=== Given records ===
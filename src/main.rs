// Copyright (C) 2026 Brian Johnson
//
// This program is free software; you can redistribute it and/or modify
// it under the terms of the GNU General Public License as published by
// the Free Software Foundation; either version 2 of the License, or
// (at your option) any later version.
//
// This program is distributed in the hope that it will be useful,
// but WITHOUT ANY WARRANTY; without even the implied warranty of
// MERCHANTABILITY or FITNESS FOR A PARTICULAR PURPOSE.  See the
// GNU General Public License for more details.
//
// You should have received a copy of the GNU General Public License along
// with this program; if not, write to the Free Software Foundation, Inc.,
// 51 Franklin Street, Fifth Floor, Boston, MA 02110-1301 USA.

// Atari Portfolio file transfer over a serial bridge
use std::io::Write as _;
use std::path::PathBuf;

use anyhow::Context;
use clap::{Parser, Subcommand};
use tracing_subscriber::EnvFilter;

use pofosync::bridge::{Bridge, PingOutcome, TransferOutcome};
use pofosync::sink::{FileProgress, MessageSink};

#[derive(Parser)]
#[command(name = "pofosync")]
#[command(about = "File transfer with an Atari Portfolio over a serial bridge", long_about = None)]
#[command(disable_help_subcommand = true)]
struct Cli {
    /// Serial port the bridge is attached to (e.g., /dev/ttyUSB0 or COM1)
    #[arg(short, long)]
    port: String,

    /// Baud rate
    #[arg(short, long, default_value = "115200")]
    baud: u32,

    /// Enable debug output
    #[arg(long)]
    debug: bool,

    #[command(subcommand)]
    command: Commands,
}

#[derive(Subcommand)]
enum Commands {
    /// Check that the bridge is responding
    Ping,
    /// List files stored on the Portfolio
    List {
        /// DOS wildcard pattern
        #[arg(default_value = "*.*")]
        pattern: String,
    },
    /// Send a local file to the Portfolio
    Send {
        /// File to send
        file: PathBuf,
        /// Destination path on the Portfolio (e.g., C:\DATA\FILE.TXT)
        dest: String,
        /// Replace the destination if it already exists
        #[arg(long)]
        overwrite: bool,
    },
    /// Retrieve a file from the Portfolio
    Retrieve {
        /// Path on the Portfolio
        remote: String,
        /// Local file to write
        file: PathBuf,
    },
}

/// Writes operational messages straight to stdout
struct ConsoleSink;

impl MessageSink for ConsoleSink {
    fn write(&mut self, text: &str) {
        print!("{}", text);
        let _ = std::io::stdout().flush();
    }

    fn write_line(&mut self, text: &str) {
        println!("{}", text);
    }
}

/// Redraws a single percentage line as a transfer advances
#[derive(Default)]
struct ConsoleProgress {
    total: u64,
    transferred: u64,
    last_percent: u64,
}

impl FileProgress for ConsoleProgress {
    fn start(&mut self, total_bytes: u64) {
        self.total = total_bytes;
        self.transferred = 0;
        self.last_percent = u64::MAX;
    }

    fn increment(&mut self, bytes: u64) {
        self.transferred += bytes;
        if self.total == 0 {
            return;
        }
        let percent = (self.transferred * 100 / self.total).min(100);
        if percent != self.last_percent {
            self.last_percent = percent;
            print!("\r{:3}%", percent);
            let _ = std::io::stdout().flush();
            if percent == 100 {
                println!();
            }
        }
    }
}

fn main() -> anyhow::Result<()> {
    let cli = Cli::parse();

    let filter = if cli.debug {
        EnvFilter::new("debug")
    } else {
        EnvFilter::from_default_env()
    };
    tracing_subscriber::fmt()
        .with_env_filter(filter)
        .with_target(false)
        .init();

    let bridge = Bridge::connect(&cli.port, cli.baud, Box::new(ConsoleSink))
        .with_context(|| format!("failed to connect to the bridge on {}", cli.port))?;

    let result = run(&bridge, cli.command);
    bridge.disconnect();

    match result {
        Ok(true) => Ok(()),
        Ok(false) => std::process::exit(1),
        Err(e) => Err(e),
    }
}

/// Runs one subcommand, returning whether it fully succeeded
fn run(bridge: &Bridge, command: Commands) -> anyhow::Result<bool> {
    match command {
        Commands::Ping => Ok(bridge.ping()? == PingOutcome::Success),
        Commands::List { pattern } => {
            let files = bridge
                .list_files(&pattern)
                .with_context(|| format!("failed to list files matching '{}'", pattern))?;
            for file in &files {
                println!("{}", file);
            }
            println!("{} file(s)", files.len());
            Ok(true)
        }
        Commands::Send {
            file,
            dest,
            overwrite,
        } => {
            let mut progress = ConsoleProgress::default();
            let outcome = bridge
                .send_file(&file, &dest, overwrite, &mut progress)
                .with_context(|| format!("failed to send '{}'", file.display()))?;
            Ok(outcome == TransferOutcome::Completed)
        }
        Commands::Retrieve { remote, file } => {
            let mut progress = ConsoleProgress::default();
            let outcome = bridge
                .retrieve_file(&remote, &file, &mut progress)
                .with_context(|| format!("failed to retrieve '{}'", remote))?;
            Ok(outcome == TransferOutcome::Completed)
        }
    }
}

=== What you are asked to do ===
The response should consist of all the entries, copied without any alteration.

=== Finished exercise ===
filename src/main.rs
// Copyright (C) 2026 Brian Johnson
//
// This program is free software; you can redistribute it and/or modify
// it under the terms of the GNU General Public License as published by
// the Free Software Foundation; either version 2 of the License, or
// (at your option) any later version.
//
// This program is distributed in the hope that it will be useful,
// but WITHOUT ANY WARRANTY; without even the implied warranty of
// MERCHANTABILITY or FITNESS FOR A PARTICULAR PURPOSE.  See the
// GNU General Public License for more details.
//
// You should have received a copy of the GNU General Public License along
// with this program; if not, write to the Free Software Foundation, Inc.,
// 51 Franklin Street, Fifth Floor, Boston, MA 02110-1301 USA.

// Atari Portfolio file transfer over a serial bridge
use std::io::Write as _;
use std::path::PathBuf;

use anyhow::Context;
use clap::{Parser, Subcommand};
use tracing_subscriber::EnvFilter;

use pofosync::bridge::{Bridge, PingOutcome, TransferOutcome};
use pofosync::sink::{FileProgress, MessageSink};

#[derive(Parser)]
#[command(name = "pofosync")]
#[command(about = "File transfer with an Atari Portfolio over a serial bridge", long_about = None)]
#[command(disable_help_subcommand = true)]
struct Cli {
    /// Serial port the bridge is attached to (e.g., /dev/ttyUSB0 or COM1)
    #[arg(short, long)]
    port: String,

    /// Baud rate
    #[arg(short, long, default_value = "115200")]
    baud: u32,

    /// Enable debug output
    #[arg(long)]
    debug: bool,

    #[command(subcommand)]
    command: Commands,
}

#[derive(Subcommand)]
enum Commands {
    /// Check that the bridge is responding
    Ping,
    /// List files stored on the Portfolio
    List {
        /// DOS wildcard pattern
        #[arg(default_value = "*.*")]
        pattern: String,
    },
    /// Send a local file to the Portfolio
    Send {
        /// File to send
        file: PathBuf,
        /// Destination path on the Portfolio (e.g., C:\DATA\FILE.TXT)
        dest: String,
        /// Replace the destination if it already exists
        #[arg(long)]
        overwrite: bool,
    },
    /// Retrieve a file from the Portfolio
    Retrieve {
        /// Path on the Portfolio
        remote: String,
        /// Local file to write
        file: PathBuf,
    },
}

/// Writes operational messages straight to stdout
struct ConsoleSink;

impl MessageSink for ConsoleSink {
    fn write(&mut self, text: &str) {
        print!("{}", text);
        let _ = std::io::stdout().flush();
    }

    fn write_line(&mut self, text: &str) {
        println!("{}", text);
    }
}

/// Redraws a single percentage line as a transfer advances
#[derive(Default)]
struct ConsoleProgress {
    total: u64,
    transferred: u64,
    last_percent: u64,
}

impl FileProgress for ConsoleProgress {
    fn start(&mut self, total_bytes: u64) {
        self.total = total_bytes;
        self.transferred = 0;
        self.last_percent = u64::MAX;
    }

    fn increment(&mut self, bytes: u64) {
        self.transferred += bytes;
        if self.total == 0 {
            return;
        }
        let percent = (self.transferred * 100 / self.total).min(100);
        if percent != self.last_percent {
            self.last_percent = percent;
            print!("\r{:3}%", percent);
            let _ = std::io::stdout().flush();
            if percent == 100 {
                println!();
            }
        }
    }
}

fn main() -> anyhow::Result<()> {
    let cli = Cli::parse();

    let filter = if cli.debug {
        EnvFilter::new("debug")
    } else {
        EnvFilter::from_default_env()
    };
    tracing_subscriber::fmt()
        .with_env_filter(filter)
        .with_target(false)
        .init();

    let bridge = Bridge::connect(&cli.port, cli.baud, Box::new(ConsoleSink))
        .with_context(|| format!("failed to connect to the bridge on {}", cli.port))?;

    let result = run(&bridge, cli.command);
    bridge.disconnect();

    match result {
        Ok(true) => Ok(()),
        Ok(false) => std::process::exit(1),
        Err(e) => Err(e),
    }
}

/// Runs one subcommand, returning whether it fully succeeded
fn run(bridge: &Bridge, command: Commands) -> anyhow::Result<bool> {
    match command {
        Commands::Ping => Ok(bridge.ping()? == PingOutcome::Success),
        Commands::List { pattern } => {
            let files = bridge
                .list_files(&pattern)
                .with_context(|| format!("failed to list files matching '{}'", pattern))?;
            for file in &files {
                println!("{}", file);
            }
            println!("{} file(s)", files.len());
            Ok(true)
        }
        Commands::Send {
            file,
            dest,
            overwrite,
        } => {
            let mut progress = ConsoleProgress::default();
            let outcome = bridge
                .send_file(&file, &dest, overwrite, &mut progress)
                .with_context(|| format!("failed to send '{}'", file.display()))?;
            Ok(outcome == TransferOutcome::Completed)
        }
        Commands::Retrieve { remote, file } => {
            let mut progress = ConsoleProgress::default();
            let outcome = bridge
                .retrieve_file(&remote, &file, &mut progress)
                .with_context(|| format!("failed to retrieve '{}'", remote))?;
            Ok(outcome == TransferOutcome::Completed)
        }
    }
}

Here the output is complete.